CAEP Definition of an Emergency Physician

An emergency physician is a physician who is engaged in the practice of emergency medicine and demonstrates the specific set of required competencies that define this field of medical practice. The accepted route to demonstration of competence in medicine in Canada is through certification by a recognized certifying body.*

CAEP recognizes that historically many of its members are physicians who have practiced emergency medicine without formal training and certification. Many have been, and continue to be key contributors to developing emergency medicine and staffing emergency departments in Canada. CAEP acknowledges the contributions of these valued physicians and recognizes them as emergency physicians. It is CAEP’s vision going forward that physicians entering emergency practise will demonstrate their competencies by obtaining certification.

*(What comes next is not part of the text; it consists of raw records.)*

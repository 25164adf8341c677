//! CSV ingest and normalization.
//!
//! This module is responsible for turning a purchase-history CSV into a clean
//! set of `(item_id, date, price)` observations that are safe to index.
//!
//! Design goals:
//! - **Strict schema** for required columns (clear errors)
//! - **Row-level validation** (skip bad rows, but report what happened)
//! - **Deterministic behavior** (rows keep file order)
//! - **Separation of concerns**: no index logic here

use std::collections::{HashMap, HashSet};
use std::fs::File;
use std::io::{self, Read};
use std::path::Path;

use chrono::NaiveDate;
use csv::StringRecord;
use tracing::{debug, warn};

use crate::domain::{DatasetStats, Observation};
use crate::error::{IndexError, Result};

/// Accepted header names per logical column, in lookup order.
const ITEM_COLUMNS: [&str; 3] = ["item_id", "item", "name"];
const DATE_COLUMNS: [&str; 2] = ["date", "order_date"];
const PRICE_COLUMNS: [&str; 1] = ["price"];

/// A row-level error encountered during ingest.
#[derive(Debug, Clone)]
pub struct RowError {
    pub line: usize,
    pub item_id: Option<String>,
    pub message: String,
}

/// Ingest output: observations + stats + row errors.
#[derive(Debug, Clone)]
pub struct IngestedData {
    pub observations: Vec<Observation>,
    pub stats: DatasetStats,
    pub row_errors: Vec<RowError>,
    pub rows_read: usize,
    pub rows_used: usize,
}

/// Column positions resolved from the header row.
#[derive(Debug, Clone, Copy)]
struct Columns {
    item: usize,
    date: usize,
    price: usize,
}

/// Load observations from a CSV file.
pub fn load_observations(path: &Path) -> Result<IngestedData> {
    let file = File::open(path).map_err(|e| {
        io::Error::new(e.kind(), format!("Failed to open CSV '{}': {e}", path.display()))
    })?;
    read_observations(file)
}

/// Load observations from any CSV reader.
pub fn read_observations<R: Read>(reader: R) -> Result<IngestedData> {
    let mut reader = csv::ReaderBuilder::new()
        .flexible(true)
        .trim(csv::Trim::All)
        .from_reader(reader);

    let headers = reader.headers()?.clone();
    let columns = resolve_columns(&build_header_map(&headers))?;

    let mut observations = Vec::new();
    let mut row_errors = Vec::new();
    let mut rows_read = 0usize;

    for (idx, result) in reader.records().enumerate() {
        // +2: records() starts after the header, and lines are 1-based.
        let line = idx + 2;
        rows_read += 1;

        let record = match result {
            Ok(r) => r,
            Err(e) => {
                row_errors.push(RowError {
                    line,
                    item_id: None,
                    message: format!("CSV parse error: {e}"),
                });
                continue;
            }
        };

        match parse_row(&record, columns) {
            Ok(obs) => observations.push(obs),
            Err((item_id, message)) => row_errors.push(RowError {
                line,
                item_id,
                message,
            }),
        }
    }

    if !row_errors.is_empty() {
        warn!(skipped = row_errors.len(), "skipped invalid CSV rows");
    }

    let rows_used = observations.len();
    let stats = compute_stats(&observations).ok_or_else(|| {
        IndexError::DataError("No valid rows remain after normalization.".to_string())
    })?;
    debug!(rows_read, rows_used, items = stats.n_items, "ingested observations");

    Ok(IngestedData {
        observations,
        stats,
        row_errors,
        rows_read,
        rows_used,
    })
}

fn build_header_map(headers: &StringRecord) -> HashMap<String, usize> {
    headers
        .iter()
        .enumerate()
        .map(|(idx, name)| (normalize_header_name(name), idx))
        .collect()
}

fn normalize_header_name(name: &str) -> String {
    // Spreadsheet exports often prefix the first header with a UTF-8 BOM.
    let name = name.trim().trim_start_matches('\u{feff}');
    name.to_ascii_lowercase()
}

fn resolve_columns(header_map: &HashMap<String, usize>) -> Result<Columns> {
    let find = |names: &[&str]| -> Result<usize> {
        names
            .iter()
            .find_map(|n| header_map.get(*n).copied())
            .ok_or_else(|| {
                IndexError::DataError(format!(
                    "Missing required column: `{}`",
                    names.join("` / `")
                ))
            })
    };
    Ok(Columns {
        item: find(&ITEM_COLUMNS)?,
        date: find(&DATE_COLUMNS)?,
        price: find(&PRICE_COLUMNS)?,
    })
}

fn parse_row(record: &StringRecord, columns: Columns) -> std::result::Result<Observation, (Option<String>, String)> {
    let item_id = get_value(record, columns.item)
        .ok_or_else(|| (None, "Missing required value: `item_id`".to_string()))?
        .to_string();

    let date = get_value(record, columns.date)
        .ok_or_else(|| "Missing required value: `date`".to_string())
        .and_then(parse_date)
        .map_err(|e| (Some(item_id.clone()), e))?;

    let price = get_value(record, columns.price)
        .ok_or_else(|| "Missing required value: `price`".to_string())
        .and_then(parse_price)
        .map_err(|e| (Some(item_id.clone()), e))?;

    Ok(Observation {
        item_id,
        date,
        price,
    })
}

fn get_value(record: &StringRecord, idx: usize) -> Option<&str> {
    record.get(idx).map(str::trim).filter(|s| !s.is_empty())
}

pub(crate) fn parse_date(s: &str) -> std::result::Result<NaiveDate, String> {
    // ISO dates are preferred, but purchase exports frequently use day-first
    // formats. The list is fixed so parsing stays deterministic.
    const FMTS: [&str; 5] = ["%Y-%m-%d", "%d/%m/%Y", "%d-%m-%Y", "%Y/%m/%d", "%d.%m.%Y"];
    for fmt in FMTS {
        if let Ok(d) = NaiveDate::parse_from_str(s, fmt) {
            return Ok(d);
        }
    }
    Err(format!(
        "Invalid date '{s}'. Expected one of: YYYY-MM-DD, DD/MM/YYYY, DD-MM-YYYY, YYYY/MM/DD, DD.MM.YYYY."
    ))
}

fn parse_price(s: &str) -> std::result::Result<f64, String> {
    let v = s
        .parse::<f64>()
        .map_err(|_| format!("Invalid price '{s}'."))?;
    if v.is_finite() && v > 0.0 {
        Ok(v)
    } else {
        Err(format!("Price must be finite and > 0, got '{s}'."))
    }
}

/// Summary stats over an observation set; `None` when empty.
pub fn compute_stats(observations: &[Observation]) -> Option<DatasetStats> {
    let first = observations.first()?;
    let mut date_min = first.date;
    let mut date_max = first.date;
    let mut price_min = f64::INFINITY;
    let mut price_max = f64::NEG_INFINITY;
    let mut items = HashSet::new();

    for o in observations {
        date_min = date_min.min(o.date);
        date_max = date_max.max(o.date);
        price_min = price_min.min(o.price);
        price_max = price_max.max(o.price);
        items.insert(o.item_id.as_str());
    }

    Some(DatasetStats {
        n_observations: observations.len(),
        n_items: items.len(),
        date_min,
        date_max,
        price_min,
        price_max,
    })
}

#[cfg(test)]
mod tests {
    use super::*;

    fn d(y: i32, m: u32, day: u32) -> NaiveDate {
        NaiveDate::from_ymd_opt(y, m, day).unwrap()
    }

    #[test]
    fn reads_aliases_and_skips_bad_rows() {
        let csv = "\u{feff}Name,Order_Date,Price,Region\n\
                   bolt,2021-01-01,10.5,north\n\
                   bolt,15.02.2021,11,north\n\
                   nut,not-a-date,3,south\n\
                   nut,2021-03-01,-2,south\n\
                   ,2021-03-01,2,south\n\
                   nut,01/04/2021,2.5,south\n";
        let data = read_observations(csv.as_bytes()).unwrap();

        assert_eq!(data.rows_read, 6);
        assert_eq!(data.rows_used, 3);
        assert_eq!(data.row_errors.len(), 3);
        assert_eq!(data.row_errors[0].line, 4);
        assert_eq!(data.row_errors[0].item_id.as_deref(), Some("nut"));
        assert_eq!(data.row_errors[2].item_id, None);

        assert_eq!(data.observations[1], Observation::new("bolt", d(2021, 2, 15), 11.0));
        assert_eq!(data.observations[2].date, d(2021, 4, 1));

        assert_eq!(data.stats.n_items, 2);
        assert_eq!(data.stats.date_min, d(2021, 1, 1));
        assert_eq!(data.stats.date_max, d(2021, 4, 1));
        assert_eq!(data.stats.price_max, 11.0);
    }

    #[test]
    fn unopenable_file_is_an_io_error() {
        let dir = tempfile::tempdir().unwrap();
        let err = load_observations(&dir.path().join("missing.csv")).unwrap_err();
        assert!(matches!(err, IndexError::Io(_)));
        assert_eq!(err.exit_code(), 2);
        assert!(err.to_string().contains("missing.csv"));
    }

    #[test]
    fn missing_column_is_fatal() {
        let csv = "item_id,price\nbolt,1\n";
        let err = read_observations(csv.as_bytes()).unwrap_err();
        assert!(matches!(err, IndexError::DataError(msg) if msg.contains("date")));
    }

    #[test]
    fn no_usable_rows_is_fatal() {
        let csv = "item_id,date,price\nbolt,2021-01-01,0\n";
        assert!(matches!(
            read_observations(csv.as_bytes()),
            Err(IndexError::DataError(_))
        ));
    }
}
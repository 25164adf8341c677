//! Daily rate aggregation.
//!
//! A change spanning `[date_from, date_to)` contributes its daily slope to each
//! covered day. Contributions landing on the same day are combined with the
//! geometric mean, accumulated in log space.

use std::collections::BTreeMap;

use chrono::NaiveDate;

use crate::domain::DailyRateTable;
use crate::index::outliers::SlopedChange;

/// Build the sparse per-day rate table.
pub fn aggregate_daily_rates(changes: &[SlopedChange]) -> DailyRateTable {
    // (sum of ln(rate), contribution count) per day.
    let mut acc: BTreeMap<NaiveDate, (f64, usize)> = BTreeMap::new();

    for change in changes {
        let ln_slope = change.slope.ln();
        let days = change.record.days().max(0) as usize;
        for day in change.record.date_from.iter_days().take(days) {
            let entry = acc.entry(day).or_insert((0.0, 0));
            entry.0 += ln_slope;
            entry.1 += 1;
        }
    }

    let rates = acc
        .into_iter()
        .map(|(day, (sum_ln, n))| (day, (sum_ln / n as f64).exp()))
        .collect();

    DailyRateTable::from_map(rates)
}

#[cfg(test)]
mod tests {
    use super::*;
    use crate::domain::ChangeRecord;

    fn d(y: i32, m: u32, day: u32) -> NaiveDate {
        NaiveDate::from_ymd_opt(y, m, day).unwrap()
    }

    fn sloped(from: NaiveDate, to: NaiveDate, ratio: f64) -> SlopedChange {
        let record = ChangeRecord {
            date_from: from,
            date_to: to,
            ratio,
        };
        SlopedChange {
            record,
            slope: record.daily_slope(),
        }
    }

    #[test]
    fn interval_spreads_same_rate_over_half_open_range() {
        let c = sloped(d(2021, 1, 1), d(2021, 6, 1), 1.21);
        let table = aggregate_daily_rates(&[c]);

        assert_eq!(table.len(), 151);
        assert_eq!(table.first_date(), Some(d(2021, 1, 1)));
        assert_eq!(table.last_date(), Some(d(2021, 5, 31)));
        assert!(table.get(d(2021, 6, 1)).is_none());

        let expected = 1.21_f64.powf(1.0 / 151.0);
        for (_, rate) in table.iter() {
            assert!((rate - expected).abs() < 1e-12);
        }
    }

    #[test]
    fn overlapping_days_use_geometric_mean() {
        let a = sloped(d(2021, 1, 1), d(2021, 1, 2), 1.25);
        let b = sloped(d(2021, 1, 1), d(2021, 1, 2), 0.8);
        let table = aggregate_daily_rates(&[a, b]);
        assert_eq!(table.len(), 1);
        assert!((table.get(d(2021, 1, 1)).unwrap() - 1.0).abs() < 1e-12);
    }

    #[test]
    fn days_without_evidence_are_absent() {
        let a = sloped(d(2021, 1, 1), d(2021, 1, 3), 1.1);
        let b = sloped(d(2021, 1, 10), d(2021, 1, 11), 0.9);
        let table = aggregate_daily_rates(&[a, b]);
        assert_eq!(table.len(), 3);
        assert!(table.get(d(2021, 1, 5)).is_none());
        assert!(table.iter().all(|(_, r)| r > 0.0));
    }
}
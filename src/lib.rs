//! `price-index` library crate.
//!
//! Builds a daily price index from irregular purchase histories and predicts
//! item prices with it. The binary (`pidx`) is a thin wrapper around this
//! library so that:
//!
//! - core logic is testable without spawning processes
//! - the index, models and scoring are reusable from other front-ends

pub mod app;
pub mod cache;
pub mod cli;
pub mod data;
pub mod domain;
pub mod error;
pub mod index;
pub mod io;
pub mod math;
pub mod models;
pub mod plot;
pub mod report;
pub mod scoring;
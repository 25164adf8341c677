//! Formatted terminal output.
//!
//! Formatting lives in one place so:
//! - the index and scoring code stays clean and testable
//! - output changes are localized (snapshot-style tests below)

use chrono::NaiveDate;

use crate::domain::PriceIndex;
use crate::io::ingest::{IngestedData, RowError};
use crate::report::summarize_index;
use crate::scoring::BenchmarkReport;

/// Format the index run summary (dataset stats + build diagnostics + headline numbers).
pub fn format_index_summary(ingest: &IngestedData, index: &PriceIndex, today: NaiveDate) -> String {
    let mut out = String::new();
    let stats = &ingest.stats;
    let build = &index.stats;
    let summary = summarize_index(index, today);

    out.push_str("=== pidx - Purchase Price Index ===\n");
    out.push_str(&format!(
        "Rows: read={} used={} skipped={}\n",
        ingest.rows_read,
        ingest.rows_used,
        ingest.row_errors.len()
    ));
    out.push_str(&format!(
        "Data: n={} items={} | dates=[{}, {}] | price=[{:.2}, {:.2}]\n",
        stats.n_observations, stats.n_items, stats.date_min, stats.date_max, stats.price_min, stats.price_max
    ));
    out.push_str(&format!(
        "Horizon: [{}, {}] ({} days) | outliers percentile={}\n",
        index.config.min_date,
        index.config.max_date,
        index.config.horizon_days(),
        index.config.outliers_percentile
    ));

    out.push_str("\nBuild diagnostics:\n");
    out.push_str(&format!(
        "- items with changes: {} of {}\n",
        build.n_items_with_changes, build.n_items
    ));
    out.push_str(&format!(
        "- changes: extracted={} retained={}\n",
        build.changes_extracted, build.changes_retained
    ));
    match build.slope_bounds {
        Some((lo, hi)) => out.push_str(&format!("- daily slope bounds: ({lo:.6}, {hi:.6})\n")),
        None => out.push_str("- daily slope bounds: n/a\n"),
    }
    out.push_str(&format!("- days with evidence: {}\n", build.rate_days));
    out.push_str(&format!(
        "- fallback rate: {:.8}/day ({})\n",
        summary.fallback_rate,
        fmt_pct(summary.annualized_fallback, "/yr")
    ));

    out.push_str("\nIndex:\n");
    if let Some((date, coef)) = summary.last_observed {
        out.push_str(&format!("- last evidence  {date}  {coef:.4}\n"));
    }
    match summary.at_reference {
        Some((date, coef)) => out.push_str(&format!("- today          {date}  {coef:.4}\n")),
        None => out.push_str(&format!("- today          {today}  outside horizon\n")),
    }
    let (end, end_coef) = summary.at_end;
    out.push_str(&format!("- horizon end    {end}  {end_coef:.4}\n"));

    out
}

/// Format one prediction with its decomposition into base price and coefficient.
pub fn format_prediction(item_id: &str, date: NaiveDate, price: f64, base_price: f64) -> String {
    let coefficient = if base_price > 0.0 { price / base_price } else { f64::NAN };
    let mut out = String::new();
    out.push_str(&format!("Item: {item_id}\n"));
    out.push_str(&format!("Date: {date}\n"));
    out.push_str(&format!("Base price: {base_price:.4}\n"));
    out.push_str(&format!("Coefficient: {coefficient:.6}\n"));
    out.push_str(&format!("Predicted price: {price:.4}\n"));
    out
}

/// Format the per-model benchmark table, best MAPE first.
pub fn format_benchmark(report: &BenchmarkReport) -> String {
    let mut out = String::new();
    out.push_str(&format!(
        "Benchmark: split={} | train={} test={}\n\n",
        report.split_date, report.train_rows, report.test_rows
    ));

    out.push_str(
        format!(
            "{:<18} {:>8} {:>8} {:>9} {:>9} {:>9}\n",
            "model", "rows", "covered", "coverage", "MAPE", "RMSPE"
        )
        .trim_end(),
    );
    out.push('\n');
    out.push_str(
        format!(
            "{:-<18} {:-<8} {:-<8} {:-<9} {:-<9} {:-<9}\n",
            "", "", "", "", "", ""
        )
        .trim_end(),
    );
    out.push('\n');

    let mut scores: Vec<_> = report.scores.iter().collect();
    scores.sort_by(|a, b| {
        let a = a.mape.unwrap_or(f64::INFINITY);
        let b = b.mape.unwrap_or(f64::INFINITY);
        a.partial_cmp(&b).unwrap_or(std::cmp::Ordering::Equal)
    });

    for s in scores {
        out.push_str(
            format!(
                "{:<18} {:>8} {:>8} {:>9} {:>9} {:>9}\n",
                truncate(&s.model, 18),
                s.test_rows,
                s.covered,
                fmt_pct(s.coverage(), ""),
                s.mape.map(|v| fmt_pct(v, "")).unwrap_or_else(|| "n/a".to_string()),
                s.rmspe.map(|v| fmt_pct(v, "")).unwrap_or_else(|| "n/a".to_string()),
            )
            .trim_end(),
        );
        out.push('\n');
    }

    out
}

/// Format skipped input rows, listing at most `max` of them.
pub fn format_row_errors(errors: &[RowError], max: usize) -> String {
    if errors.is_empty() {
        return String::new();
    }
    let mut out = format!("Skipped rows: {}\n", errors.len());
    for e in errors.iter().take(max) {
        match &e.item_id {
            Some(id) => out.push_str(&format!("  line {} ({}): {}\n", e.line, truncate(id, 24), e.message)),
            None => out.push_str(&format!("  line {}: {}\n", e.line, e.message)),
        }
    }
    if errors.len() > max {
        out.push_str(&format!("  ... and {} more\n", errors.len() - max));
    }
    out
}

fn fmt_pct(v: f64, suffix: &str) -> String {
    format!("{:.2}%{suffix}", v * 100.0)
}

fn truncate(s: &str, max: usize) -> String {
    if s.chars().count() <= max {
        return s.to_string();
    }
    let mut out = String::new();
    for (i, ch) in s.chars().enumerate() {
        if i + 1 >= max {
            break;
        }
        out.push(ch);
    }
    out.push('.');
    out
}
//! Price prediction models.
//!
//! Every model implements [`PricePredictor`] so the benchmark can run them
//! side by side. `predict` takes `&self`: a fitted model can serve
//! predictions from several threads at once.

use chrono::NaiveDate;

use crate::domain::Observation;
use crate::error::Result;

pub mod baseline;
pub mod price_index;

pub use baseline::*;
pub use price_index::*;

/// A model that learns per-item prices from observations.
pub trait PricePredictor: Send + Sync {
    /// Short label used in reports.
    fn name(&self) -> &str;

    /// Replace the model state with one learned from `observations`.
    fn fit(&mut self, observations: &[Observation]) -> Result<()>;

    /// Predicted price of `item_id` on `date`.
    fn predict(&self, item_id: &str, date: NaiveDate) -> Result<f64>;
}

* Recognized certifying bodies in Canada are:
The Royal College of Physicians & Surgeons of Canada
The College of Family Physicians of Canada
(Emergency Physicians with equivalent non-Canadian training and certification are also recognized in Canada eg The American Board of Emergency Medicine)

CAEP Statement on the Importance of Emergency Medicine Certification in Canada

It is CAEP’s vision, that by 2020 all emergency physicians in Canada will be certified in emergency medicine by a recognized certifying body.*

Toward that vision, provincial governments and Faculties of Medicine must urgently allocate resources to increase the numbers of emergency medicine postgraduate positions in recognized training programs so the Colleges are able to address the gap in human resources and training. Furthermore, physicians who have historically practiced emergency medicine without certification must be supported in their efforts to become certified. CAEP is committed to facilitate this process by cataloguing and nationally coordinating practice- and practitioner-friendly educational continuing professional development programs designed to assist non-certified physicians to be successful in their efforts.

* Recognized certifying bodies in Canada are:
The Royal College of Physicians & Surgeons of Canada
The College of Family Physicians of Canada
(Emergency physicians with equivalent non-Canadian training and certification are also recognized in Canada eg The American Board of Emergency Medicine)

We have also published on this topic, highlighting the need for more resident positions in New Brunswick and PEI. Read our paper here.

 

Read more from CAEP here.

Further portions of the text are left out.